Tuesday, November 26, 2019

Anniversary 2019 - 2004 = 15ñera

Thanksgiving [sic] this year falls on Throw Back Thursday, November 28, 2019.  That date, November 28, fell on Sunday in 2004. In the news it was a day like any other day.


Over in Iraq, Falluja caught hell overnight from U.S. planes in Bush the 2d's illegal war. The "mission accomplished" the year before, Shrub was making speeches about defending our shores by attacking over there. Over there, six men died, average age 22 years old. QEPD.

The news reported that a species went extinct. The last male Po'o-uli fell to malaria in Maui before it could breed. 

La Bloga started that day. And that was it, for November 2004. December got started like someone learning to drive a stick shift, chugging and lurching into the rest of the year. RudyG, Manuel Ramos, Michael Sedano.


You'll find a clickable index on the left of every La Bloga column, where you can join us in a La Bloga Throw Back Thursday jaunt to the first columns of the  oldest established permanent floating Chicana Chicano Literature blog in the world. Some say the mouse can do, click and take a stroll down memory lane. The oldest posts are at the bottom.

Rudy Garcia, Manuel Ramos, and I, met via CHICLE, a Listserv managed by Teresa Marquez at the Zimmerman Library at the University of New Mexico. When the University decided to cut itself off from the outside world and yanked CHICLE, Rudy Garcia proposed the three of us remain in contact with the outside world via a new entity called a Weblog.

Hey, CHICLEras, Chicleros, check in via the comments link at the bottom of the page. Be sure to click to be included in the Comments chain! ¡Que Viva CHICLE!

I started out as the Friday columnist. Fridays were relatively easy for me to get out a column since I was almost totally non-productive. I was pulling 50-hour weeks in an ISO9000 environment, training and managing corporate quality in 13 north American locations.

The local outside sales force reported for weekly sales meetings at noon, when I would set them to corporate busy work. There went an hour but I got free lunch. Then I'd check managers of the three telemarketing rooms, where tension rises as closing time nears and their dollar totals hover near goal. 

Willy Loman isn't wrong in his obsession with his commission. There's a lot of money riding on a few small-dollar orders when you're working a million-dollar territory and it's Friday closing and you need five grand to make your nut.

Year-To-Date, Last-Year-To-Date, Current Month, Current Quarter, This Week's Goal. That relentless goal of 115% of last year's sales is that hair-suspended sword overhead. It's not enough to "book" the order, the merchandise has to be invoiced by closing time, or the sale isn't a sale for this week. That's out of their control.

From my desk, I'm monitoring Purchasing and Shipping, reassured the training system works and customers will receive the expected stuff in the boxes we ship them next week. Lots of waiting and phone calls, so I have time to finish a La Bloga column during the day, unless I posted around 5, then made the commute. I'm going six to six, entering in the darkness and leaving in the darkness. Some days I don't see the sun.

And thus we began La Bloga. Three vatos who were doing something else, had never met in person, but were socios from hanging out together talking literature, writing, and cultura, long-distance. 

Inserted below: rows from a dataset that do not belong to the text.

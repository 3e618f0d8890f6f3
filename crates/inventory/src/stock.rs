use chrono::{DateTime, NaiveDate, Utc};
use serde::{Deserialize, Serialize};
use thiserror::Error;

use stockledger_core::{Aggregate, AggregateRoot};
use stockledger_events::Event;

use crate::ids::{ProductId, StockRecordId, WarehouseId};
use crate::movement::MovementKind;

/// Lot (batch) label. The empty string means "unlotted".
#[derive(Debug, Clone, PartialEq, Eq, Hash, PartialOrd, Ord, Default, Serialize, Deserialize)]
#[serde(transparent)]
pub struct Lot(String);

impl Lot {
    pub fn new(label: impl AsRef<str>) -> Self {
        Self(label.as_ref().trim().to_string())
    }

    pub fn unlotted() -> Self {
        Self(String::new())
    }

    pub fn is_unlotted(&self) -> bool {
        self.0.is_empty()
    }

    pub fn as_str(&self) -> &str {
        &self.0
    }
}

impl From<Option<String>> for Lot {
    fn from(value: Option<String>) -> Self {
        value.map(Lot::new).unwrap_or_default()
    }
}

impl core::fmt::Display for Lot {
    fn fmt(&self, f: &mut core::fmt::Formatter<'_>) -> core::fmt::Result {
        if self.is_unlotted() {
            f.write_str("<unlotted>")
        } else {
            f.write_str(&self.0)
        }
    }
}

/// Identity of a stock record: one per (product, warehouse, lot).
#[derive(Debug, Clone, PartialEq, Eq, Hash, PartialOrd, Ord, Serialize, Deserialize)]
pub struct StockKey {
    pub product_id: ProductId,
    pub warehouse_id: WarehouseId,
    pub lot: Lot,
}

impl StockKey {
    pub fn new(product_id: ProductId, warehouse_id: WarehouseId, lot: Lot) -> Self {
        Self {
            product_id,
            warehouse_id,
            lot,
        }
    }
}

impl core::fmt::Display for StockKey {
    fn fmt(&self, f: &mut core::fmt::Formatter<'_>) -> core::fmt::Result {
        write!(f, "{}@{}/{}", self.product_id, self.warehouse_id, self.lot)
    }
}

/// Stock rule violations.
#[derive(Debug, Error, Clone, PartialEq, Eq)]
pub enum StockError {
    #[error("quantity must be positive (got {quantity})")]
    InvalidQuantity { quantity: i64 },

    #[error("insufficient stock: requested {requested}, available {available}")]
    InsufficientStock { requested: i64, available: i64 },

    #[error("reservation inconsistency: {0}")]
    ReservationInconsistency(String),

    #[error("receiving {quantity} onto {on_hand} on hand overflows the counter")]
    QuantityOverflow { on_hand: i64, quantity: i64 },
}

/// Aggregate root: one stock record.
///
/// Invariant: `0 <= reserved <= quantity` at all times.
#[derive(Debug, Clone, PartialEq, Eq, Serialize, Deserialize)]
pub struct StockRecord {
    id: StockRecordId,
    key: StockKey,
    quantity: i64,
    reserved: i64,
    expiration_date: Option<NaiveDate>,
    created_at: DateTime<Utc>,
    updated_at: DateTime<Utc>,
    version: u64,
}

impl StockRecord {
    /// A freshly created, empty record (first receipt for its key).
    pub fn open(id: StockRecordId, key: StockKey, at: DateTime<Utc>) -> Self {
        Self {
            id,
            key,
            quantity: 0,
            reserved: 0,
            expiration_date: None,
            created_at: at,
            updated_at: at,
            version: 0,
        }
    }

    /// Rebuild a record loaded from storage, refusing rows that break the invariant.
    #[allow(clippy::too_many_arguments)]
    pub fn restore(
        id: StockRecordId,
        key: StockKey,
        quantity: i64,
        reserved: i64,
        expiration_date: Option<NaiveDate>,
        created_at: DateTime<Utc>,
        updated_at: DateTime<Utc>,
        version: u64,
    ) -> Result<Self, StockError> {
        if reserved < 0 || reserved > quantity {
            return Err(StockError::ReservationInconsistency(format!(
                "stored record {id} has quantity={quantity}, reserved={reserved}"
            )));
        }
        Ok(Self {
            id,
            key,
            quantity,
            reserved,
            expiration_date,
            created_at,
            updated_at,
            version,
        })
    }

    pub fn record_id(&self) -> StockRecordId {
        self.id
    }

    pub fn key(&self) -> &StockKey {
        &self.key
    }

    pub fn quantity(&self) -> i64 {
        self.quantity
    }

    pub fn reserved(&self) -> i64 {
        self.reserved
    }

    pub fn available(&self) -> i64 {
        self.quantity - self.reserved
    }

    pub fn expiration_date(&self) -> Option<NaiveDate> {
        self.expiration_date
    }

    pub fn created_at(&self) -> DateTime<Utc> {
        self.created_at
    }

    pub fn updated_at(&self) -> DateTime<Utc> {
        self.updated_at
    }

    pub fn is_expired(&self, today: NaiveDate) -> bool {
        self.expiration_date.is_some_and(|d| d < today)
    }

    /// Not yet expired, but expiring on or before `today + days`.
    pub fn expires_within(&self, today: NaiveDate, days: i64) -> bool {
        match self.expiration_date {
            Some(d) => d >= today && d <= today + chrono::Duration::days(days),
            None => false,
        }
    }
}

/// First-expired-first-out ordering: dated lots by expiry, undated lots last,
/// ties broken by arrival.
pub fn sort_fefo(records: &mut [StockRecord]) {
    records.sort_by(|a, b| {
        let a_exp = (a.expiration_date.is_none(), a.expiration_date);
        let b_exp = (b.expiration_date.is_none(), b.expiration_date);
        a_exp
            .cmp(&b_exp)
            .then_with(|| a.created_at.cmp(&b.created_at))
            .then_with(|| a.id.cmp(&b.id))
    });
}

impl AggregateRoot for StockRecord {
    type Id = StockRecordId;

    fn id(&self) -> &Self::Id {
        &self.id
    }

    fn version(&self) -> u64 {
        self.version
    }
}

/// Operations the ledger can perform on a single stock record.
#[derive(Debug, Clone, PartialEq, Eq, Serialize, Deserialize)]
pub enum StockCommand {
    Increase {
        quantity: i64,
        expiration_date: Option<NaiveDate>,
        occurred_at: DateTime<Utc>,
    },
    Reserve {
        quantity: i64,
        occurred_at: DateTime<Utc>,
    },
    Release {
        quantity: i64,
        occurred_at: DateTime<Utc>,
    },
    Consume {
        quantity: i64,
        occurred_at: DateTime<Utc>,
    },
    /// Set the on-hand quantity to a physically counted value.
    AdjustTo {
        counted: i64,
        occurred_at: DateTime<Utc>,
    },
}

/// A decided change to one stock record; each becomes exactly one ledger movement.
#[derive(Debug, Clone, PartialEq, Eq, Serialize, Deserialize)]
pub enum StockChange {
    Received {
        quantity: i64,
        expiration_date: Option<NaiveDate>,
        occurred_at: DateTime<Utc>,
    },
    Reserved {
        quantity: i64,
        occurred_at: DateTime<Utc>,
    },
    Released {
        quantity: i64,
        occurred_at: DateTime<Utc>,
    },
    Consumed {
        quantity: i64,
        occurred_at: DateTime<Utc>,
    },
    Adjusted {
        delta: i64,
        occurred_at: DateTime<Utc>,
    },
}

impl StockChange {
    pub fn kind(&self) -> MovementKind {
        match self {
            StockChange::Received { .. } => MovementKind::Receipt,
            StockChange::Reserved { .. } => MovementKind::Reserve,
            StockChange::Released { .. } => MovementKind::Release,
            StockChange::Consumed { .. } => MovementKind::Consume,
            StockChange::Adjusted { .. } => MovementKind::Adjustment,
        }
    }

    /// Signed change on the counter this kind moves (see [`MovementKind`]).
    pub fn delta(&self) -> i64 {
        match self {
            StockChange::Received { quantity, .. } => *quantity,
            StockChange::Reserved { quantity, .. } => *quantity,
            StockChange::Released { quantity, .. } => -*quantity,
            StockChange::Consumed { quantity, .. } => -*quantity,
            StockChange::Adjusted { delta, .. } => *delta,
        }
    }
}

impl Event for StockChange {
    fn event_type(&self) -> &'static str {
        match self {
            StockChange::Received { .. } => "inventory.stock.received",
            StockChange::Reserved { .. } => "inventory.stock.reserved",
            StockChange::Released { .. } => "inventory.stock.released",
            StockChange::Consumed { .. } => "inventory.stock.consumed",
            StockChange::Adjusted { .. } => "inventory.stock.adjusted",
        }
    }

    fn version(&self) -> u32 {
        1
    }

    fn occurred_at(&self) -> DateTime<Utc> {
        match self {
            StockChange::Received { occurred_at, .. }
            | StockChange::Reserved { occurred_at, .. }
            | StockChange::Released { occurred_at, .. }
            | StockChange::Consumed { occurred_at, .. }
            | StockChange::Adjusted { occurred_at, .. } => *occurred_at,
        }
    }
}

impl Aggregate for StockRecord {
    type Command = StockCommand;
    type Event = StockChange;
    type Error = StockError;

    fn apply(&mut self, event: &Self::Event) {
        match event {
            StockChange::Received {
                quantity,
                expiration_date,
                ..
            } => {
                self.quantity += quantity;
                if expiration_date.is_some() {
                    self.expiration_date = *expiration_date;
                }
            }
            StockChange::Reserved { quantity, .. } => {
                self.reserved += quantity;
            }
            StockChange::Released { quantity, .. } => {
                self.reserved -= quantity;
            }
            StockChange::Consumed { quantity, .. } => {
                self.quantity -= quantity;
                self.reserved -= quantity;
            }
            StockChange::Adjusted { delta, .. } => {
                self.quantity += delta;
            }
        }

        self.updated_at = event.occurred_at();
        self.version += 1;
    }

    fn handle(&self, command: &Self::Command) -> Result<Vec<Self::Event>, Self::Error> {
        match command {
            StockCommand::Increase {
                quantity,
                expiration_date,
                occurred_at,
            } => {
                ensure_positive(*quantity)?;
                if self.quantity.checked_add(*quantity).is_none() {
                    return Err(StockError::QuantityOverflow {
                        on_hand: self.quantity,
                        quantity: *quantity,
                    });
                }
                Ok(vec![StockChange::Received {
                    quantity: *quantity,
                    expiration_date: *expiration_date,
                    occurred_at: *occurred_at,
                }])
            }
            StockCommand::Reserve {
                quantity,
                occurred_at,
            } => {
                ensure_positive(*quantity)?;
                if self.available() < *quantity {
                    return Err(StockError::InsufficientStock {
                        requested: *quantity,
                        available: self.available(),
                    });
                }
                Ok(vec![StockChange::Reserved {
                    quantity: *quantity,
                    occurred_at: *occurred_at,
                }])
            }
            StockCommand::Release {
                quantity,
                occurred_at,
            } => {
                ensure_positive(*quantity)?;
                // Clamped: releasing more than is reserved releases what is there.
                let effective = (*quantity).min(self.reserved);
                if effective == 0 {
                    return Ok(vec![]);
                }
                Ok(vec![StockChange::Released {
                    quantity: effective,
                    occurred_at: *occurred_at,
                }])
            }
            StockCommand::Consume {
                quantity,
                occurred_at,
            } => {
                ensure_positive(*quantity)?;
                if self.reserved < *quantity {
                    return Err(StockError::ReservationInconsistency(format!(
                        "cannot consume {quantity} from {}: only {} reserved",
                        self.key, self.reserved
                    )));
                }
                Ok(vec![StockChange::Consumed {
                    quantity: *quantity,
                    occurred_at: *occurred_at,
                }])
            }
            StockCommand::AdjustTo {
                counted,
                occurred_at,
            } => {
                if *counted < 0 {
                    return Err(StockError::InvalidQuantity { quantity: *counted });
                }
                // Both sides are non-negative, so the difference cannot overflow.
                let delta = counted - self.quantity;
                if delta == 0 {
                    return Err(StockError::InvalidQuantity { quantity: 0 });
                }
                if *counted < self.reserved {
                    return Err(StockError::ReservationInconsistency(format!(
                        "cannot adjust {} to {counted}: {} units are reserved",
                        self.key, self.reserved
                    )));
                }
                Ok(vec![StockChange::Adjusted {
                    delta,
                    occurred_at: *occurred_at,
                }])
            }
        }
    }
}

fn ensure_positive(quantity: i64) -> Result<(), StockError> {
    if quantity <= 0 {
        return Err(StockError::InvalidQuantity { quantity });
    }
    Ok(())
}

That is why there is an internet--gente with like interests would never otherwise connect, never get the chance to make something like La Bloga. 

Órale, Rudy and Manuel, look at that. We're fifteen, and ten strong:
Monday: Daniel Olivas. 
Tuesday: Michael Sedano.
Wednesday: Rene Colato Laínez. 
Thursday: Ernest Hogan. Daniel Cano.
Friday: Manuel Ramos. Melinda Palacio.
Saturday: Rudy García is retired for now.
Sunday: Olga García. Amelia Montes.

Almost four and a half million visits in this time. Thank you, gente. 

 November 25, 2019
La Bloga welcomes Guest Columnists, and encourages writers to join us as a La Bloga weekly or bi-weekly columnist. Saturday is open.

To email us with inquiries about a Guest slot, or taking on a deadline, clicking the mugshots at the top of the page opens your email program.

You say it's your birthday? Happy birthday to you, too.


Monday, November 25, 2019

Interview of Mercy Tullis-Bukhari by Xánath Caraza





Who is Mercy Tullis-Bukhari?

I am a poet, essayist, and fiction writer who is Bronx-bred Afro-Latinx, Honduran and Garifuna, of Jamaican descent. I am also a Callaloo Fellow, and obtained my MFA (my second Master's) in Creative Writing from The College of New Rochelle. I was named one of the “8 Authors Bringing Afro-Latina Stories to the Forefront” by Remezcla magazine and I was a Pushcart Prize nominee in 2016 for my essay "Black Dolls for Everyone." I am an English Language Arts high school teacher in the Southeast Section of The Bronx. Currently I am completing my first novel, having my third book of poetry edited, while living in New Rochelle, NY with my two children. 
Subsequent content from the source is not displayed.